33 thoughts on “From feast to famine

  1. I had to keep looking at the two photos of the Wauchope Schoolhouse – what a remarkable change. The occupants must feel very exposed now. In side it must feel like someone has opened the curtains!

    1. It is surprising. Sometimes it is better as it opens up a view but often it leaves the place looking a bit bedraggled. They replant very quickly and we have seen the same wood cut down twice in several places since we came to live here.

  2. I don’t know how things work there, but I assume that the landowner around the schoolhouse had to give permission for the logging to take place. Still, I much prefer the old view of the trees to the current state after the logging took place.

    I hope that the weather and air quality improve soon, I know how anxious you are for an extended cycling outing.

  3. No birds in the garden must have been quite a surprise. You did well to capture a flying bird of the day in the circumstances..

  4. That is shocking to see those trees removed by the school. Couldn’t they have at least left one row? Removing all those trees made the schoolhouse appear completely different. Love the daffodils!

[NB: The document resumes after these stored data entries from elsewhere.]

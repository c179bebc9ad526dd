//! Schema contract and validation adapter.
//!
//! Any conforming validator is accepted through the [`Schema`] trait: given
//! raw JSON input it produces either a typed output or a non-empty ordered
//! issue list, synchronously or as a pending future. The [`validate`] adapter
//! normalizes both shapes behind a single awaited call, which keeps the
//! registry agnostic to whichever validation library a user installs.

use crate::error::{Issue, ValidationError};
use futures::future::BoxFuture;
use serde::de::DeserializeOwned;
use serde::{Deserialize, Serialize};
use serde_json::Value;
use std::marker::PhantomData;

/// What a single parse attempt produced.
pub type ParseOutcome<T> = std::result::Result<T, Vec<Issue>>;

/// Result kind of a [`Schema::parse`] call.
///
/// Synchronous validators return `Ready`; validators that need to suspend
/// (remote uniqueness checks and the like) return `Pending`. The adapter
/// awaits only in the `Pending` case.
pub enum Validation<T> {
    Ready(ParseOutcome<T>),
    Pending(BoxFuture<'static, ParseOutcome<T>>),
}

/// An opaque validator producing a typed value or an issue list from raw input.
pub trait Schema: Send + Sync {
    /// The validated, typed output.
    type Output;

    /// Check `input`, producing the typed output or the ordered issues.
    fn parse(&self, input: Value) -> Validation<Self::Output>;
}

/// Normalize a schema's outcome into one awaited contract.
///
/// Fails with a [`ValidationError`] carrying the full ordered issue list.
/// No retries; failure is always surfaced to the caller of the operation.
pub async fn validate<S>(schema: &S, input: Value) -> std::result::Result<S::Output, ValidationError>
where
    S: Schema + ?Sized,
{
    let outcome = match schema.parse(input) {
        Validation::Ready(outcome) => outcome,
        Validation::Pending(fut) => fut.await,
    };
    outcome.map_err(ValidationError::new)
}

/// Field types supported by [`ObjectSchema`].
#[derive(Debug, Clone, Copy, PartialEq, Eq, Serialize, Deserialize)]
#[serde(rename_all = "lowercase")]
pub enum FieldType {
    String,
    Int,
    Float,
    Bool,
    Timestamp,
    /// Arbitrary nested JSON
    Json,
}

impl std::fmt::Display for FieldType {
    fn fmt(&self, f: &mut std::fmt::Formatter<'_>) -> std::fmt::Result {
        match self {
            FieldType::String => write!(f, "String"),
            FieldType::Int => write!(f, "Int"),
            FieldType::Float => write!(f, "Float"),
            FieldType::Bool => write!(f, "Bool"),
            FieldType::Timestamp => write!(f, "Timestamp"),
            FieldType::Json => write!(f, "Json"),
        }
    }
}

/// Definition of one field in an [`ObjectSchema`].
#[derive(Debug, Clone, PartialEq, Eq, Serialize, Deserialize)]
#[serde(rename_all = "camelCase")]
pub struct FieldDef {
    /// Field name
    pub name: String,
    /// Field type
    pub field_type: FieldType,
    /// Whether this field is required
    pub required: bool,
}

impl FieldDef {
    /// Create a new required field definition.
    pub fn required(name: impl Into<String>, field_type: FieldType) -> Self {
        Self {
            name: name.into(),
            field_type,
            required: true,
        }
    }

    /// Create a new optional field definition.
    pub fn optional(name: impl Into<String>, field_type: FieldType) -> Self {
        Self {
            name: name.into(),
            field_type,
            required: false,
        }
    }

    /// Check a value against this field, appending any issues in order.
    fn check(&self, value: Option<&Value>, issues: &mut Vec<Issue>) {
        match value {
            None | Some(Value::Null) if self.required => {
                issues.push(Issue::at(self.name.as_str(), "missing required field"));
            }
            None | Some(Value::Null) => {}
            Some(v) => self.check_type(v, issues),
        }
    }

    fn check_type(&self, value: &Value, issues: &mut Vec<Issue>) {
        let valid = match self.field_type {
            FieldType::String => value.is_string(),
            FieldType::Int => value.is_i64() || value.is_u64(),
            FieldType::Float => value.is_f64() || value.is_i64() || value.is_u64(),
            FieldType::Bool => value.is_boolean(),
            FieldType::Timestamp => value.is_u64() || value.is_i64(),
            FieldType::Json => true, // Any JSON is valid
        };

        if !valid {
            issues.push(Issue::at(
                self.name.as_str(),
                format!(
                    "expected {}, got {}",
                    self.field_type,
                    json_type_name(value)
                ),
            ));
        }
    }
}

fn json_type_name(value: &Value) -> &'static str {
    match value {
        Value::Null => "Null",
        Value::Bool(_) => "Bool",
        Value::Number(n) if n.is_i64() || n.is_u64() => "Int",
        Value::Number(_) => "Float",
        Value::String(_) => "String",
        Value::Array(_) => "Array",
        Value::Object(_) => "Object",
    }
}

/// Declarative object validator.
///
/// Checks every field and accumulates all issues in field order, so a caller
/// sees the complete failure picture in one pass. Unknown fields pass
/// through untouched. On success the raw input is returned as the output.
#[derive(Debug, Clone, PartialEq, Eq, Serialize, Deserialize)]
#[serde(rename_all = "camelCase")]
pub struct ObjectSchema {
    /// Field definitions
    pub fields: Vec<FieldDef>,
}

impl ObjectSchema {
    /// Create an object schema from field definitions.
    pub fn new(fields: Vec<FieldDef>) -> Self {
        Self { fields }
    }

    /// Builder-style method to add a field.
    pub fn with_field(mut self, field: FieldDef) -> Self {
        self.fields.push(field);
        self
    }
}

impl Schema for ObjectSchema {
    type Output = Value;

    fn parse(&self, input: Value) -> Validation<Value> {
        let Some(obj) = input.as_object() else {
            return Validation::Ready(Err(vec![Issue::new("input must be an object")]));
        };

        let mut issues = Vec::new();
        for field in &self.fields {
            field.check(obj.get(&field.name), &mut issues);
        }

        if issues.is_empty() {
            Validation::Ready(Ok(input))
        } else {
            Validation::Ready(Err(issues))
        }
    }
}

/// Serde-driven validator producing a typed output directly.
///
/// Deserialization failure becomes a single issue carrying serde's message.
pub struct TypedSchema<T> {
    _marker: PhantomData<fn() -> T>,
}

impl<T> TypedSchema<T> {
    /// Create a typed schema for `T`.
    pub fn new() -> Self {
        Self {
            _marker: PhantomData,
        }
    }
}

impl<T> Default for TypedSchema<T> {
    fn default() -> Self {
        Self::new()
    }
}

impl<T> std::fmt::Debug for TypedSchema<T> {
    fn fmt(&self, f: &mut std::fmt::Formatter<'_>) -> std::fmt::Result {
        f.debug_struct("TypedSchema").finish()
    }
}

impl<T> Schema for TypedSchema<T>
where
    T: DeserializeOwned + Send + Sync,
{
    type Output = T;

    fn parse(&self, input: Value) -> Validation<T> {
        Validation::Ready(
            serde_json::from_value(input).map_err(|err| vec![Issue::new(err.to_string())]),
        )
    }
}

#[cfg(test)]
mod tests {
    use super::*;
    use serde_json::json;

    fn user_schema() -> ObjectSchema {
        ObjectSchema::new(vec![
            FieldDef::required("name", FieldType::String),
            FieldDef::required("age", FieldType::Int),
            FieldDef::optional("email", FieldType::String),
        ])
    }

    #[tokio::test]
    async fn valid_payload_passes_through() {
        let schema = user_schema();
        let input = json!({"name": "Alice", "age": 30});
        let output = validate(&schema, input.clone()).await.unwrap();
        assert_eq!(output, input);

        let with_optional = json!({"name": "Bob", "age": 25, "email": "bob@example.com"});
        assert!(validate(&schema, with_optional).await.is_ok());
    }

    #[tokio::test]
    async fn missing_required_field() {
        let schema = user_schema();
        let err = validate(&schema, json!({"name": "Alice"})).await.unwrap_err();

        assert_eq!(err.issues().len(), 1);
        assert_eq!(err.issues()[0].path.as_deref(), Some("age"));
        assert_eq!(err.issues()[0].message, "missing required field");
    }

    #[tokio::test]
    async fn null_required_field_rejected() {
        let schema = user_schema();
        let err = validate(&schema, json!({"name": null, "age": 30}))
            .await
            .unwrap_err();
        assert_eq!(err.issues()[0].path.as_deref(), Some("name"));
    }

    #[tokio::test]
    async fn issues_accumulate_in_field_order() {
        let schema = user_schema();
        let err = validate(&schema, json!({"name": 7, "age": "thirty"}))
            .await
            .unwrap_err();

        assert_eq!(err.issues().len(), 2);
        assert_eq!(err.issues()[0].path.as_deref(), Some("name"));
        assert_eq!(err.issues()[0].message, "expected String, got Int");
        assert_eq!(err.issues()[1].path.as_deref(), Some("age"));
        assert_eq!(err.issues()[1].message, "expected Int, got String");
    }

    #[tokio::test]
    async fn non_object_input_rejected() {
        let schema = user_schema();
        let err = validate(&schema, json!([1, 2, 3])).await.unwrap_err();
        assert_eq!(err.issues()[0].message, "input must be an object");
        assert!(err.issues()[0].path.is_none());
    }

    #[tokio::test]
    async fn json_field_accepts_any() {
        let schema = ObjectSchema::new(vec![FieldDef::required("data", FieldType::Json)]);

        for input in [
            json!({"data": "string"}),
            json!({"data": 123}),
            json!({"data": true}),
            json!({"data": [1, 2, 3]}),
            json!({"data": {"nested": "object"}}),
        ] {
            assert!(validate(&schema, input).await.is_ok());
        }
    }

    #[tokio::test]
    async fn typed_schema_deserializes() {
        #[derive(Debug, Clone, PartialEq, serde::Deserialize)]
        struct CreateUser {
            id: u64,
            name: String,
        }

        let schema = TypedSchema::<CreateUser>::new();
        let user = validate(&schema, json!({"id": 1, "name": "Jean"}))
            .await
            .unwrap();
        assert_eq!(
            user,
            CreateUser {
                id: 1,
                name: "Jean".into()
            }
        );

        let err = validate(&schema, json!({"id": "one", "name": "Jean"}))
            .await
            .unwrap_err();
        assert_eq!(err.issues().len(), 1);
    }

    /// A validator that suspends before reporting, exercising the
    /// `Validation::Pending` path of the adapter.
    struct DeferredSchema;

    impl Schema for DeferredSchema {
        type Output = Value;

        fn parse(&self, input: Value) -> Validation<Value> {
            Validation::Pending(Box::pin(async move {
                tokio::task::yield_now().await;
                if input.get("ok").and_then(Value::as_bool).unwrap_or(false) {
                    Ok(input)
                } else {
                    Err(vec![Issue::at("ok", "must be true")])
                }
            }))
        }
    }

    #[tokio::test]
    async fn pending_validator_awaited() {
        let schema = DeferredSchema;

        let output = validate(&schema, json!({"ok": true})).await.unwrap();
        assert_eq!(output, json!({"ok": true}));

        let err = validate(&schema, json!({"ok": false})).await.unwrap_err();
        assert_eq!(err.issues()[0].path.as_deref(), Some("ok"));
    }

    #[test]
    fn field_type_display() {
        assert_eq!(FieldType::String.to_string(), "String");
        assert_eq!(FieldType::Int.to_string(), "Int");
        assert_eq!(FieldType::Json.to_string(), "Json");
    }

    #[test]
    fn object_schema_serialization() {
        let schema = user_schema();
        let json = serde_json::to_string(&schema).unwrap();
        let parsed: ObjectSchema = serde_json::from_str(&json).unwrap();
        assert_eq!(schema, parsed);
    }

    mod properties {
        use super::*;
        use proptest::prelude::*;

        proptest! {
            #[test]
            fn well_typed_objects_always_validate(name in ".*", age in any::<i64>()) {
                let schema = user_schema();
                let input = json!({"name": name, "age": age});
                let outcome = match schema.parse(input.clone()) {
                    Validation::Ready(outcome) => outcome,
                    Validation::Pending(_) => unreachable!("object schema is synchronous"),
                };
                prop_assert_eq!(outcome.unwrap(), input);
            }

            #[test]
            fn mistyped_age_always_rejected(name in ".*", age in ".*") {
                let schema = user_schema();
                let input = json!({"name": name, "age": age});
                let outcome = match schema.parse(input) {
                    Validation::Ready(outcome) => outcome,
                    Validation::Pending(_) => unreachable!("object schema is synchronous"),
                };
                let issues = outcome.unwrap_err();
                prop_assert_eq!(issues[0].path.as_deref(), Some("age"));
            }
        }
    }
}
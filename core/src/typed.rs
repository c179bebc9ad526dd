//! Typed operation references.
//!
//! The registry is name-keyed and JSON-valued at runtime; the typed layer is
//! a parallel compile-time manifest. A [`MutationRef`] or [`QueryRef`] pins
//! an operation name to its input and output types once, and the `_as`
//! entry points (de)serialize at the boundary so call sites read as plain
//! strongly-typed functions.
//!
//! Nothing here is checked against the registry until dispatch: a ref whose
//! name was never registered fails at call time, like any other name.

use crate::dispatch::DispatchSurface;
use crate::error::{Error, Result};
use crate::query::QueryHandle;
use serde::de::DeserializeOwned;
use serde::Serialize;
use std::marker::PhantomData;

/// Typed name of a registered mutation.
pub struct MutationRef<I, O> {
    name: &'static str,
    _marker: PhantomData<fn(I) -> O>,
}

impl<I, O> MutationRef<I, O> {
    /// Pin `name` to input type `I` and output type `O`.
    pub const fn new(name: &'static str) -> Self {
        Self {
            name,
            _marker: PhantomData,
        }
    }

    /// The underlying operation name.
    pub const fn name(&self) -> &'static str {
        self.name
    }
}

impl<I, O> Clone for MutationRef<I, O> {
    fn clone(&self) -> Self {
        *self
    }
}

impl<I, O> Copy for MutationRef<I, O> {}

impl<I, O> std::fmt::Debug for MutationRef<I, O> {
    fn fmt(&self, f: &mut std::fmt::Formatter<'_>) -> std::fmt::Result {
        f.debug_tuple("MutationRef").field(&self.name).finish()
    }
}

/// Typed name of a registered query.
pub struct QueryRef<I, O> {
    name: &'static str,
    _marker: PhantomData<fn(I) -> O>,
}

impl<I, O> QueryRef<I, O> {
    /// Pin `name` to input type `I` and output type `O`.
    pub const fn new(name: &'static str) -> Self {
        Self {
            name,
            _marker: PhantomData,
        }
    }

    /// The underlying operation name.
    pub const fn name(&self) -> &'static str {
        self.name
    }
}

impl<I, O> Clone for QueryRef<I, O> {
    fn clone(&self) -> Self {
        *self
    }
}

impl<I, O> Copy for QueryRef<I, O> {}

impl<I, O> std::fmt::Debug for QueryRef<I, O> {
    fn fmt(&self, f: &mut std::fmt::Formatter<'_>) -> std::fmt::Result {
        f.debug_tuple("QueryRef").field(&self.name).finish()
    }
}

/// A query handle with its input and output types fixed.
pub struct TypedQuery<I, O> {
    handle: QueryHandle,
    _marker: PhantomData<fn(I) -> O>,
}

impl<I, O> TypedQuery<I, O>
where
    I: Serialize,
    O: DeserializeOwned,
{
    /// Point-in-time evaluation with typed input and output.
    pub async fn once(&self, input: I) -> Result<O> {
        let raw = serde_json::to_value(input).map_err(Error::handler)?;
        let output = self.handle.once(raw).await?;
        serde_json::from_value(output).map_err(Error::handler)
    }
}

impl<I, O> TypedQuery<I, O> {
    /// The untyped handle, for `run`/`watch` access.
    pub fn handle(&self) -> &QueryHandle {
        &self.handle
    }
}

impl<I, O> std::fmt::Debug for TypedQuery<I, O> {
    fn fmt(&self, f: &mut std::fmt::Formatter<'_>) -> std::fmt::Result {
        f.debug_tuple("TypedQuery").field(&self.handle).finish()
    }
}

impl DispatchSurface {
    /// Dispatch a mutation through a typed reference.
    pub async fn mutate_as<I, O>(&self, op: MutationRef<I, O>, input: I) -> Result<O>
    where
        I: Serialize,
        O: DeserializeOwned,
    {
        let raw = serde_json::to_value(input).map_err(Error::handler)?;
        let output = self.mutate(op.name(), raw).await?;
        serde_json::from_value(output).map_err(Error::handler)
    }

    /// Look up a query through a typed reference.
    pub fn query_as<I, O>(&self, op: QueryRef<I, O>) -> Result<TypedQuery<I, O>> {
        Ok(TypedQuery {
            handle: self.query(op.name())?,
            _marker: PhantomData,
        })
    }
}
//! Live query subscription bridge.
//!
//! Adapts a transaction-scoped query plus an input value into a push-based
//! stream with a loading/ready lifecycle. The underlying store drives
//! re-evaluation; this bridge owns the per-consumer state and republishes it
//! through a watch channel.
//!
//! Lifecycle per consumer:
//! - created: `loading = true`, no data, store subscription open
//! - each successful re-evaluation: `loading = false`, data replaced
//! - each failed re-evaluation: logged, `loading` cleared, last good data
//!   retained
//! - input change: old subscription torn down, fresh one opened,
//!   `loading = true` until the first delivery under the new input
//! - detach (or drop): subscription torn down, no further callbacks

use crate::error::Result;
use crate::registry::QueryDef;
use crate::store::{Observer, SubscriptionGuard, SyncStore};
use serde_json::Value;
use std::sync::Arc;
use tokio::sync::watch;

/// What a live consumer observes: the loading flag plus the latest
/// successfully delivered data.
#[derive(Debug, Clone, PartialEq)]
pub struct LiveState {
    /// True until the first delivery under the current input, and again
    /// after every input change until the next delivery.
    pub loading: bool,
    /// Latest good query result. Retained across failed re-evaluations.
    pub data: Option<Value>,
}

impl LiveState {
    fn initial() -> Self {
        Self {
            loading: true,
            data: None,
        }
    }
}

/// A live, re-subscribable view over one registered query and one input.
///
/// Owned by a single consumer; the watch channel handed out by
/// [`observe`](Self::observe) is the only shared face of its state.
pub struct LiveQuery {
    def: Arc<QueryDef>,
    store: Arc<dyn SyncStore>,
    input: Value,
    state: Arc<watch::Sender<LiveState>>,
    subscription: Option<SubscriptionGuard>,
}

impl LiveQuery {
    pub(crate) async fn start(
        def: Arc<QueryDef>,
        store: Arc<dyn SyncStore>,
        input: Value,
    ) -> Result<Self> {
        let read = (def.bind)(input.clone()).await?;
        let state = Arc::new(watch::channel(LiveState::initial()).0);
        let observer = Self::observer(&def.name, &state);
        let subscription = store.subscribe(read, observer);

        Ok(Self {
            def,
            store,
            input,
            state,
            subscription: Some(subscription),
        })
    }

    fn observer(name: &str, state: &Arc<watch::Sender<LiveState>>) -> Observer {
        let ready = Arc::clone(state);
        let failed = Arc::clone(state);
        let name = name.to_owned();

        Observer {
            on_data: Arc::new(move |value| {
                ready.send_replace(LiveState {
                    loading: false,
                    data: Some(value),
                });
            }),
            on_error: Arc::new(move |err| {
                // fail-soft: keep the last good data, only clear loading
                tracing::warn!(query = %name, error = %err, "live query re-evaluation failed");
                failed.send_modify(|s| s.loading = false);
            }),
        }
    }

    /// The name of the query this subscription evaluates.
    pub fn name(&self) -> &str {
        &self.def.name
    }

    /// The current dependency input.
    pub fn input(&self) -> &Value {
        &self.input
    }

    /// Watch the loading/data lifecycle.
    pub fn observe(&self) -> watch::Receiver<LiveState> {
        self.state.subscribe()
    }

    /// The state as of now.
    pub fn snapshot(&self) -> LiveState {
        self.state.borrow().clone()
    }

    /// Replace the dependency input.
    ///
    /// Inputs compare by value, not identity: passing an equal value is a
    /// no-op. A changed value tears down the store subscription and opens a
    /// fresh one, resetting `loading` until the first delivery under the
    /// new input. An input the schema rejects fails here and leaves the
    /// current subscription running.
    pub async fn set_input(&mut self, input: Value) -> Result<()> {
        if self.input == input {
            return Ok(());
        }

        let read = (self.def.bind)(input.clone()).await?;

        self.detach();
        self.state.send_modify(|s| s.loading = true);
        self.input = input;

        let observer = Self::observer(&self.def.name, &self.state);
        self.subscription = Some(self.store.subscribe(read, observer));
        Ok(())
    }

    /// Tear down the store-level subscription. Idempotent; no callbacks
    /// fire afterwards.
    pub fn detach(&mut self) {
        if let Some(mut guard) = self.subscription.take() {
            guard.cancel();
        }
    }

    /// Whether a store-level subscription is currently open.
    pub fn is_attached(&self) -> bool {
        self.subscription.is_some()
    }
}

impl Drop for LiveQuery {
    fn drop(&mut self) {
        self.detach();
    }
}

impl std::fmt::Debug for LiveQuery {
    fn fmt(&self, f: &mut std::fmt::Formatter<'_>) -> std::fmt::Result {
        f.debug_struct("LiveQuery")
            .field("name", &self.name())
            .field("input", &self.input)
            .field("attached", &self.is_attached())
            .finish()
    }
}
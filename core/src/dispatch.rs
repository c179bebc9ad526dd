//! Mutation dispatchers.
//!
//! Two flavors of the same resolve-validate-invoke sequence:
//!
//! - [`LocalDispatcher`] - producer-side direct invocation, where the caller
//!   already holds a write transaction (a sync server applying pushed
//!   mutations inside its own transaction, for instance).
//! - [`DispatchSurface`] - consumer-side, bound to a live store; mutations
//!   route by name through the store's own transaction machinery, queries
//!   come back as [`QueryHandle`] facades.
//!
//! Both resolve the name first: nothing is validated and no transaction is
//! opened for a name nothing registered.

use crate::error::{Error, Result};
use crate::query::QueryHandle;
use crate::registry::{MutationDef, QueryDef};
use crate::store::{SyncStore, WriteContext};
use serde_json::Value;
use std::collections::HashMap;
use std::sync::Arc;

/// Producer-side dispatcher: resolves a name, validates input, and invokes
/// the handler against a caller-supplied write context.
pub struct LocalDispatcher {
    mutations: HashMap<String, Arc<MutationDef>>,
}

impl LocalDispatcher {
    pub(crate) fn new(mutations: HashMap<String, Arc<MutationDef>>) -> Self {
        Self { mutations }
    }

    /// Whether `name` is registered.
    pub fn contains(&self, name: &str) -> bool {
        self.mutations.contains_key(name)
    }

    /// Dispatch `name` with `input` against `ctx`.
    ///
    /// Fails with [`Error::UnknownMutation`] for an unregistered name and
    /// [`Error::Validation`] for input the schema rejects; in both cases the
    /// handler never runs. Handler errors propagate unmodified.
    pub async fn mutate(
        &self,
        ctx: &mut dyn WriteContext,
        name: &str,
        input: Value,
    ) -> Result<Value> {
        let def = self
            .mutations
            .get(name)
            .ok_or_else(|| Error::UnknownMutation(name.to_owned()))?;
        let step = (def.prepare)(input).await?;
        step(ctx)
    }
}

impl std::fmt::Debug for LocalDispatcher {
    fn fmt(&self, f: &mut std::fmt::Formatter<'_>) -> std::fmt::Result {
        f.debug_struct("LocalDispatcher")
            .field("mutations", &self.mutations.keys().collect::<Vec<_>>())
            .finish()
    }
}

/// The built, immutable dispatch surface bound to a live store.
///
/// Created once by [`Registry::build`](crate::Registry::build), shared by
/// value for the life of the owning session. Holds no mutable state; the
/// store handle it forwards to is shared, not owned.
#[derive(Clone)]
pub struct DispatchSurface {
    mutations: HashMap<String, Arc<MutationDef>>,
    queries: HashMap<String, Arc<QueryDef>>,
    store: Arc<dyn SyncStore>,
}

impl DispatchSurface {
    pub(crate) fn new(
        mutations: HashMap<String, Arc<MutationDef>>,
        queries: HashMap<String, Arc<QueryDef>>,
        store: Arc<dyn SyncStore>,
    ) -> Self {
        Self {
            mutations,
            queries,
            store,
        }
    }

    /// Dispatch the named mutation through the underlying store.
    ///
    /// The name is resolved here first, so an unregistered name never
    /// reaches the store and no write transaction is opened for it.
    pub async fn mutate(&self, name: &str, input: Value) -> Result<Value> {
        if !self.mutations.contains_key(name) {
            return Err(Error::UnknownMutation(name.to_owned()));
        }
        self.store.mutate(name, input).await
    }

    /// Look up the named query facade.
    pub fn query(&self, name: &str) -> Result<QueryHandle> {
        let def = self
            .queries
            .get(name)
            .cloned()
            .ok_or_else(|| Error::UnknownQuery(name.to_owned()))?;
        Ok(QueryHandle::new(def, Arc::clone(&self.store)))
    }

    /// The shared store handle this surface forwards to.
    pub fn store(&self) -> Arc<dyn SyncStore> {
        Arc::clone(&self.store)
    }

    /// Names of all registered mutations.
    pub fn mutation_names(&self) -> Vec<&str> {
        self.mutations.keys().map(String::as_str).collect()
    }

    /// Names of all registered queries.
    pub fn query_names(&self) -> Vec<&str> {
        self.queries.keys().map(String::as_str).collect()
    }
}

impl std::fmt::Debug for DispatchSurface {
    fn fmt(&self, f: &mut std::fmt::Formatter<'_>) -> std::fmt::Result {
        f.debug_struct("DispatchSurface")
            .field("mutations", &self.mutation_names())
            .field("queries", &self.query_names())
            .finish()
    }
}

  5. Our trees look every bit like those. Maybe you should send those foresters to our property? 😉

    Tom, I am so surprised to read that you are already back out there riding again! WONDERFUL NEWS! 😀

  6. Venison stew? I’ve never tasted venison, what’s it like? Sad to see all those trees disappear. The valley sides, in the next valley have also been stripped bare, because of the risk of a rampant tree destroying disease. The result has been the introduction of a special “log train” travelling, everyday, from Port Talbot, where I work in the signal box, up to saw mills up in North Wales

    1. It’s very tasty if cooked well and with a distinctive taste. You’ll just have to try it as I can’t describe it. I expect that it is the larches that are being cut down as there is a big larch disease outbreak. You are lucky to get log trains, we have endless log lorries bashing our roads to bits.

  7. That is quite a change in surroundings for the school house! I’m not a great one for trees right up to the house…here the possums love to drop from the trees onto your roof and you can get quite tired of that noctural activity after a (short) while.

  8. You are lucky to live in such a nice area for cycling. I always find the borders quite flat compared with Central Scotland.

    As for cycling in shorts it’s too cold. During the Tour de France the pros wear leg warmers while training.

  9. We used to drive by a little cottage in the woods on the way to Seattle, and then one day all the trees were gone and it was a little cottage in full light, must have been quite a shock. (The land all around belonged to someone other than the cottager.)